- Outfielder
- Born: August 2, 1989 (age 36) Vacaville, California, U.S.
- Bats: RightThrows: Right
- Stats at Baseball Reference

Career highlights and awards
- WBSC Premier12 All-World Team (2019);

Medals
Men's baseball
Representing Mexico
WBSC Premier12
| Bronze medal – third place | 2019 Tokyo | National team |

= Jonathan Jones (baseball) =

American baseball player (born 1989)

Jonathan D. Jones (born August 2, 1989) is an American former professional baseball outfielder who played internationally for the Mexico national baseball team at the 2020 Olympics.

==Amateur career==
Jones graduated from Vanden High School in Fairfield, California, in 2007. He attended California State University, Long Beach, where he played college baseball for the Long Beach State Dirtbags. In 2009, he played collegiate summer baseball with the Yarmouth–Dennis Red Sox of the Cape Cod Baseball League.

==Professional career==
===Toronto Blue Jays===
Jones was drafted by the Toronto Blue Jays in the 29th round, with the 876th overall selection, of the 2010 MLB draft. He made his professional debut in 2010 with the Gulf Coast Blue Jays, and was later promoted to Low–A Auburn Doubledays. In 2011, Jones split the season between the Low–A Vancouver Canadians and Single–A Lansing Lugnuts, posting a combined .288/.366/.360 line with 2 home runs and 41 RBIs. He was promoted in 2012 to the High-A Dunedin Blue Jays, batting .266 with 28 RBIs and 25 stolen bases. Following the 2012 season, he played winter ball with the Canberra Cavalry of the Australian Baseball League. Jones appeared in 8 games for the Cavalry before a hamstring injury ended his season prematurely.

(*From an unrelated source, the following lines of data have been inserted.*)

//! Transaction guard

use crate::error::DbResult;
use crate::traits::SqlExecutor;

/// An open transaction on a borrowed executor.
///
/// Call [`commit`](Self::commit) or [`rollback`](Self::rollback) to finish it.
/// A guard dropped while still open rolls back.
pub struct Transaction<'a, C: SqlExecutor + ?Sized> {
    conn: &'a C,
    finished: bool,
}

impl<'a, C: SqlExecutor + ?Sized> Transaction<'a, C> {
    /// Issue `BEGIN` on `conn` and return the guard.
    pub fn begin(conn: &'a C) -> DbResult<Self> {
        conn.begin()?;
        log::debug!("BEGIN ({})", conn.db_type());
        Ok(Self {
            conn,
            finished: false,
        })
    }

    /// Commit the transaction.
    ///
    /// If the commit fails the guard is still open, so dropping it rolls
    /// back.
    pub fn commit(mut self) -> DbResult<()> {
        self.conn.commit()?;
        self.finished = true;
        log::debug!("COMMIT ({})", self.conn.db_type());
        Ok(())
    }

    /// Roll the transaction back.
    pub fn rollback(mut self) -> DbResult<()> {
        self.finished = true;
        self.conn.rollback()?;
        log::debug!("ROLLBACK ({})", self.conn.db_type());
        Ok(())
    }
}

impl<C: SqlExecutor + ?Sized> Drop for Transaction<'_, C> {
    fn drop(&mut self) {
        if self.finished {
            return;
        }
        if let Err(e) = self.conn.rollback() {
            log::warn!("Rollback of abandoned transaction failed: {e}");
        }
    }
}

In 2013, Jones began the season in Dunedin, spending the year there aside from a short stint with the Double-A New Hampshire Fisher Cats. In 2014, López was promoted to the Fisher Cats, where he slashed .233/.302/.314 with 1 home run and 14 RBIs in 56 games. On September 30, 2014, Jones was released by the organization.

On October 8, 2014, Jones signed a minor league contract with the Miami Marlins organization. He was released prior to the season on March 31, 2015.

===Gary SouthShore RailCats===
Jones signed with the Gary SouthShore RailCats of the American Association of Independent Professional Baseball for the 2015 season. He hit a team-leading .314, tied for the team lead in home runs (5), and was second on the club with 40 RBIs.

===New Britain Bees===
On March 28, 2016, Jones was traded to the New Britain Bees of the Atlantic League of Professional Baseball for future considerations. In 72 games, he slashed .269/.307/.405 with 5 home runs, 33 RBIs, and 24 stolen bases. He became a free agent following the season.

===Vaqueros Unión Laguna/Algodoneros de Unión Laguna===
On June 15, 2017, Jones signed with the Vaqueros Unión Laguna of the Mexican League. In 72 games with the club, he slashed .245/.342/.412 with 8 home runs and 37 RBIs. He returned to the team, re-named the Algodoneros de Unión Laguna, for first half of the 2018 season.

===Leones de Yucatán===
On July 26, 2018, Jones was traded to the Leones de Yucatán of the Mexican League. He played in 29 games with the Leones to finish out the year, batting .222/.316/.394 with 2 home runs and 14 RBIs. Jones later stayed in Mexico to play for the Cañeros de Los Mochis of the Mexican Pacific League.

In 2019, Jones returned to Yucatán, setting career highs in hits (138), RBIs (55), and stolen bases (31) across 97 games played. He re-signed in 2020, but the season was later canceled due to the COVID-19 pandemic. Jones again re-signed with the Leones for the 2021 season. Appearing in just 18 games as a result of injuries and his Team Mexico commitments, he slashed .217/.294/.300 with 1 home run and 5 RBIs.

On November 3, 2021, Jones announced his retirement from professional baseball.

==International career==
In 2019, Jones was selected to Team Mexico at the 2019 WBSC Premier12 competition. He is African-American, but of Mexican heritage on his mother's side and therefore eligible to represent Mexico. Playing in 8 games, Jones batted .385 (5th-best) and hit 3 home runs (tied for 1st). He was the only player from Team Mexico to be named to the All-World Team. Mexico finished the tournament with a victory in the bronze medal game over the United States, thereby qualifying for the 2020 Summer Olympics

Jones would be selected to the final roster for the Mexico national baseball team at the 2020 Summer Olympics.